Removal of PSA moieties increases myelination. (A) Anti-PSA-NCAM mAb (α-PSA) or endo-N were added to the culture medium between 10 and 18 DIV, and myelination was quantified at 22–24 DIV by counting the number of MBP-positive myelinated internodes per coverslip. Controls of specificity of anti-PSA mAb were cultures treated with either K5-2 mAb, an irrelevant mouse IgM used at the same concentration as anti-PSA, or A2B5 mAb, an IgM that binds to axons, but not to PSA-NCAM, or anti-PSA mAb adsorbed with 1 mM colominic acid, a polymer of α2,8-linked sialic acid.
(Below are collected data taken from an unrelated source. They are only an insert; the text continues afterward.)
use std::collections::HashMap;

#[derive(Debug, thiserror::Error, PartialEq, Eq)]
pub enum QueueError {
    #[error("Key already present: {0}")]
    DuplicateKey(String),
    #[error("Key not found: {0}")]
    MissingKey(String),
    #[error("Queue is empty")]
    Empty,
}

#[derive(Clone, Debug)]
struct Node<P, V> {
    key: String,
    priority: P,
    value: V,
}

/// A binary max-heap with unique string keys.
///
/// The key index allows changing the priority of, or removing, any entry in `O(log n)`.
#[derive(Clone, Debug)]
pub struct PriorityQueue<P, V> {
    items: Vec<Node<P, V>>,
    /// slot in `items` of every key
    index: HashMap<String, usize>,
}

impl<P, V> Default for PriorityQueue<P, V> {
    fn default() -> Self {
        Self {
            items: Default::default(),
            index: Default::default(),
        }
    }
}

impl<P: Ord, V> PriorityQueue<P, V> {
    pub fn new() -> Self {
        Self::default()
    }

    pub fn len(&self) -> usize {
        self.items.len()
    }

    pub fn is_empty(&self) -> bool {
        self.items.is_empty()
    }

    pub fn has_key(&self, key: &str) -> bool {
        self.index.contains_key(key)
    }

    pub fn priority(&self, key: &str) -> Option<&P> {
        self.index.get(key).map(|i| &self.items[*i].priority)
    }

    /// Peek at the value with the highest priority.
    pub fn peek(&self) -> Option<&V> {
        self.items.first().map(|n| &n.value)
    }

    /// Iterate over all entries, in heap order.
    pub fn iter(&self) -> impl Iterator<Item = (&str, &P, &V)> {
        self.items
            .iter()
            .map(|n| (n.key.as_str(), &n.priority, &n.value))
    }

    pub fn add(&mut self, key: impl Into<String>, priority: P, value: V) -> Result<(), QueueError> {
        let key = key.into();
        if self.index.contains_key(&key) {
            return Err(QueueError::DuplicateKey(key));
        }

        let slot = self.items.len();
        self.index.insert(key.clone(), slot);
        self.items.push(Node {
            key,
            priority,
            value,
        });
        self.sift_up(slot);

        Ok(())
    }

    /// Remove the value with the highest priority.
    pub fn pop(&mut self) -> Result<V, QueueError> {
        if self.items.is_empty() {
            return Err(QueueError::Empty);
        }
        Ok(self.remove_at(0).value)
    }

    /// Change the priority of an entry. The new priority may be higher or lower.
    pub fn set(&mut self, key: &str, priority: P) -> Result<(), QueueError> {
        let slot = *self
            .index
            .get(key)
            .ok_or_else(|| QueueError::MissingKey(key.to_string()))?;

        self.items[slot].priority = priority;
        let slot = self.sift_up(slot);
        self.sift_down(slot);

        Ok(())
    }

    pub fn remove(&mut self, key: &str) -> Result<V, QueueError> {
        let slot = *self
            .index
            .get(key)
            .ok_or_else(|| QueueError::MissingKey(key.to_string()))?;
        Ok(self.remove_at(slot).value)
    }

    fn remove_at(&mut self, slot: usize) -> Node<P, V> {
        // the last node takes the vacated slot
        let node = self.items.swap_remove(slot);
        self.index.remove(&node.key);

        if let Some(moved) = self.items.get(slot) {
            if let Some(entry) = self.index.get_mut(&moved.key) {
                *entry = slot;
            }
            let slot = self.sift_up(slot);
            self.sift_down(slot);
        }

        node
    }

    fn swap(&mut self, a: usize, b: usize) {
        if a == b {
            return;
        }
        self.items.swap(a, b);
        for slot in [a, b] {
            if let Some(entry) = self.index.get_mut(&self.items[slot].key) {
                *entry = slot;
            }
        }
    }

    /// Returns the final slot of the node.
    fn sift_up(&mut self, mut slot: usize) -> usize {
        while slot > 0 {
            let parent = (slot - 1) / 2;
            if self.items[slot].priority <= self.items[parent].priority {
                break;
            }
            self.swap(slot, parent);
            slot = parent;
        }
        slot
    }

    fn sift_down(&mut self, mut slot: usize) {
        loop {
            let left = slot * 2 + 1;
            let right = left + 1;
            let mut largest = slot;

            if left < self.items.len() && self.items[left].priority > self.items[largest].priority
            {
                largest = left;
            }
            if right < self.items.len() && self.items[right].priority > self.items[largest].priority
            {
                largest = right;
            }
            if largest == slot {
                break;
            }

            self.swap(slot, largest);
            slot = largest;
        }
    }

    /// Report every violation of the heap property or of the key index.
    #[cfg(test)]
    pub fn check_validity(&self) -> Vec<String> {
        let mut errors = Vec::new();

        for (slot, node) in self.items.iter().enumerate() {
            for child in [slot * 2 + 1, slot * 2 + 2] {
                if let Some(child_node) = self.items.get(child) {
                    if child_node.priority > node.priority {
                        errors.push(format!("child {child} outranks parent {slot}"));
                    }
                }
            }
        }

        for (key, slot) in &self.index {
            match self.items.get(*slot) {
                Some(node) if &node.key == key => {}
                _ => errors.push(format!("index of {key} points to wrong slot {slot}")),
            }
        }

        if self.index.len() != self.items.len() {
            errors.push(format!(
                "index has {} entries, heap has {}",
                self.index.len(),
                self.items.len()
            ));
        }

        errors
    }
}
Anti-PSA mAb and endo-N-treated cultures showed a 5.2- and 4.8-fold increase in myelination, respectively. Results are expressed as the mean ± SEM of three experiments in quintuplicate. (**, P < 0.001; Student's t test). (B) At the ultrastructural level, the myelin formed in anti-PSA-treated cultures appears normal and well compacted. (C and D) Anti-PSA-NCAM mAb treatment induced an internalization of the PSA-anti-PSA-NCAM complex. Anti-PSA-NCAM mAb were added to culture medium between 10 and 18 DIV. Cultures were then either fixed (C) in 4% PFA or maintained alive (D) before being incubated with the fluorescein-conjugated secondary antibody alone. Staining was only visible on fixed cultures (C), demonstrating internalization of anti-PSA-NCAM mAb. (Magnification: B, ×35,000; and C and D, ×350.)